Wellness Recovery Action Planning (WRAP) is a cross-diagnostic, patient-centred, self-management intervention for psychiatric illness. WRAP utilises an individualised Wellness Toolbox, a six part structured monitoring and response system, and a crisis and post-crisis plan to promote recovery. The objective of this study was to evaluate the effect of WRAP on personal recovery, quality of life, and self-reported psychiatric symptoms.


A prospective randomised controlled trial, based on the CONSORT principles was conducted using a sample of 36 inpatients and outpatients with a diagnosis of a mental disorder. Participants were randomly allocated to Experimental Group or Waiting List Control Group conditions in a 1:1 ratio. Measures of personal recovery, personal recovery life areas, quality of life, anxiety, and depression were administered at three time points: (i) pre-intervention, (ii) post-Experimental Group intervention delivery, and (iii) 6-month follow-up. Data was analysed by available case analysis using univariate and bivariate methodologies.
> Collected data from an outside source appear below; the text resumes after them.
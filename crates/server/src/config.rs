use std::{
    fs,
    path::{Path, PathBuf},
};

use anyhow::Context;
use livekit_integration::{LiveKitConfig, DEFAULT_TOKEN_TTL_SECONDS};
use serde::Deserialize;
use tracing::warn;

#[derive(Debug, Clone, PartialEq, Eq)]
pub struct Settings {
    pub server_bind: String,
    pub database_url: String,
    pub livekit_api_key: String,
    pub livekit_api_secret: String,
    pub livekit_url: String,
    pub livekit_ttl_seconds: i64,
}

impl Default for Settings {
    fn default() -> Self {
        Self {
            server_bind: "127.0.0.1:8443".into(),
            database_url: "sqlite://./data/server.db".into(),
            livekit_api_key: "devkey".into(),
            livekit_api_secret: "devsecret".into(),
            livekit_url: "ws://127.0.0.1:7880".into(),
            livekit_ttl_seconds: DEFAULT_TOKEN_TTL_SECONDS,
        }
    }
}

impl Settings {
    pub fn livekit(&self) -> LiveKitConfig {
        LiveKitConfig {
            api_key: self.livekit_api_key.clone(),
            api_secret: self.livekit_api_secret.clone(),
            ttl_seconds: self.livekit_ttl_seconds,
            url: self.livekit_url.clone(),
        }
    }
}

/// Keys accepted in `server.toml`.
#[derive(Debug, Default, Deserialize)]
struct FileSettings {
    bind_addr: Option<String>,
    database_url: Option<String>,
    livekit_api_key: Option<String>,
    livekit_api_secret: Option<String>,
    livekit_url: Option<String>,
    livekit_ttl_seconds: Option<i64>,
}

pub fn load_settings() -> Settings {
    let mut settings = Settings::default();
    if let Ok(raw) = fs::read_to_string("server.toml") {
        apply_file(&mut settings, &raw);
    }
    apply_env(&mut settings, |key| std::env::var(key).ok());
    settings
}

fn apply_file(settings: &mut Settings, raw: &str) {
    let file_cfg = match toml::from_str::<FileSettings>(raw) {
        Ok(file_cfg) => file_cfg,
        Err(err) => {
            warn!("config: ignoring unreadable server.toml: {err}");
            return;
        }
    };
    if let Some(v) = file_cfg.bind_addr {
        settings.server_bind = v;
    }
    if let Some(v) = file_cfg.database_url {
        settings.database_url = v;
    }
    if let Some(v) = file_cfg.livekit_api_key {
        settings.livekit_api_key = v;
    }
    if let Some(v) = file_cfg.livekit_api_secret {
        settings.livekit_api_secret = v;
    }
    if let Some(v) = file_cfg.livekit_url {
        settings.livekit_url = v;
    }
    if let Some(v) = file_cfg.livekit_ttl_seconds {
        settings.livekit_ttl_seconds = v;
    }
}

/// Plain names first, `APP__*` names win.
fn apply_env(settings: &mut Settings, var: impl Fn(&str) -> Option<String>) {
    let lookup = |plain: &str, prefixed: &str| var(prefixed).or_else(|| var(plain));

    if let Some(v) = lookup("SERVER_BIND", "APP__BIND_ADDR") {
        settings.server_bind = v;
    }
    if let Some(v) = lookup("DATABASE_URL", "APP__DATABASE_URL") {
        settings.database_url = v;
    }
    if let Some(v) = lookup("LIVEKIT_API_KEY", "APP__LIVEKIT_API_KEY") {
        settings.livekit_api_key = v;
    }
    if let Some(v) = lookup("LIVEKIT_API_SECRET", "APP__LIVEKIT_API_SECRET") {
        settings.livekit_api_secret = v;
    }
    if let Some(v) = lookup("LIVEKIT_URL", "APP__LIVEKIT_URL") {
        settings.livekit_url = v;
    }
    if let Some(v) = var("APP__LIVEKIT_TTL_SECONDS") {
        match v.parse::<i64>() {
            Ok(parsed) => settings.livekit_ttl_seconds = parsed,
            Err(_) => warn!(value = %v, "config: APP__LIVEKIT_TTL_SECONDS is not a number"),
        }
    }
}

pub fn prepare_database_url(raw_database_url: &str) -> anyhow::Result<String> {
    let database_url = normalize_database_url(raw_database_url);
    ensure_parent_dir_exists(&database_url)?;
    Ok(database_url)
}

fn normalize_database_url(raw_database_url: &str) -> String {
    let raw_database_url = raw_database_url.trim();

    if raw_database_url.is_empty() {
        return Settings::default().database_url;
    }
    if raw_database_url.starts_with("sqlite::memory:") {
        return raw_database_url.to_string();
    }
    if let Some(path) = raw_database_url.strip_prefix("sqlite://") {
        return sqlite_url(path);
    }
    if let Some(path) = raw_database_url.strip_prefix("sqlite:") {
        return sqlite_url(path);
    }
    if raw_database_url.contains("://") {
        return raw_database_url.to_string();
    }
    sqlite_url(raw_database_url)
}

// Drive-letter paths keep a single colon so sqlx does not read `C:` as a host.
fn sqlite_url(path: &str) -> String {
    let path = path.replace('\\', "/");
    let bytes = path.as_bytes();
    if bytes.len() >= 2 && bytes[0].is_ascii_alphabetic() && bytes[1] == b':' {
        format!("sqlite:{path}")
    } else {
        format!("sqlite://{path}")
    }
}

fn ensure_parent_dir_exists(database_url: &str) -> anyhow::Result<()> {
    let Some(path) = sqlite_path(database_url) else {
        return Ok(());
    };

    let Some(parent) = path.parent() else {
        return Ok(());
    };

    fs::create_dir_all(parent).with_context(|| {
        format!(
            "failed to create parent directory '{}' for database url '{database_url}'",
            parent.display()
        )
    })?;

    Ok(())
}

fn sqlite_path(database_url: &str) -> Option<PathBuf> {
    if database_url.starts_with("sqlite::memory:") || !database_url.starts_with("sqlite:") {
        return None;
    }

    let path = database_url
        .trim_start_matches("sqlite://")
        .trim_start_matches("sqlite:")
        .split('?')
        .next()
        .unwrap_or_default();

    if path.is_empty() {
        return None;
    }

    Some(Path::new(path).to_path_buf())
}

#[cfg(test)]
#[path = "tests/config_tests.rs"]
mod tests;
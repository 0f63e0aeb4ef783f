use super::*;
use jsonwebtoken::{decode, DecodingKey, Validation};

fn config() -> LiveKitConfig {
    LiveKitConfig {
        api_key: "devkey".into(),
        api_secret: "devsecret".into(),
        ttl_seconds: 60,
        url: "ws://127.0.0.1:7880".into(),
    }
}

fn decode_claims(cfg: &LiveKitConfig, token: &str) -> serde_json::Value {
    decode::<serde_json::Value>(
        token,
        &DecodingKey::from_secret(cfg.api_secret.as_bytes()),
        &Validation::default(),
    )
    .expect("decode")
    .claims
}

#[test]
fn deterministic_room_name() {
    let room = room_name_for_voice_channel(ServerId(10), ChannelId(42));
    assert_eq!(room, "10:42");
}

#[test]
fn participant_token_grants_join_publish_and_subscribe() {
    let cfg = config();
    let token = mint_token(&cfg, "7", Some("Alice"), &TokenGrant::participant("1:2")).expect("token");
    let claims = decode_claims(&cfg, &token);

    assert_eq!(claims["iss"], "devkey");
    assert_eq!(claims["sub"], "7");
    assert_eq!(claims["name"], "Alice");
    assert_eq!(claims["video"]["room"], "1:2");
    assert_eq!(claims["video"]["roomJoin"], true);
    assert_eq!(claims["video"]["canPublish"], true);
    assert_eq!(claims["video"]["canSubscribe"], true);
    assert_eq!(claims["video"]["roomAdmin"], false);
    assert_eq!(
        claims["exp"].as_i64().expect("exp") - claims["iat"].as_i64().expect("iat"),
        60
    );
}

#[test]
fn admin_token_cannot_join() {
    let cfg = config();
    let token = mint_token(&cfg, "room-service", None, &TokenGrant::room_admin("1:2")).expect("token");
    let claims = decode_claims(&cfg, &token);

    assert_eq!(claims["video"]["roomAdmin"], true);
    assert_eq!(claims["video"]["roomJoin"], false);
    assert!(claims.get("name").is_none());
}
WRAP had a significant effect on two personal recovery life areas measured by the Mental Health Recovery Star: (i) addictive behaviour and (ii) identity and self-esteem. WRAP did not have a significant effect on personal recovery (measured by the Mental Health Recovery Measure), quality of life, or psychiatric symptoms.


Findings indicate that WRAP improves personal recovery in the areas of (i) addictive behaviour and (ii) identity and self-esteem. Further research is required to confirm WRAP efficacy in other outcome domains. Efforts to integrate WRAP into recovery-orientated mental health services should be encouraged and evaluated.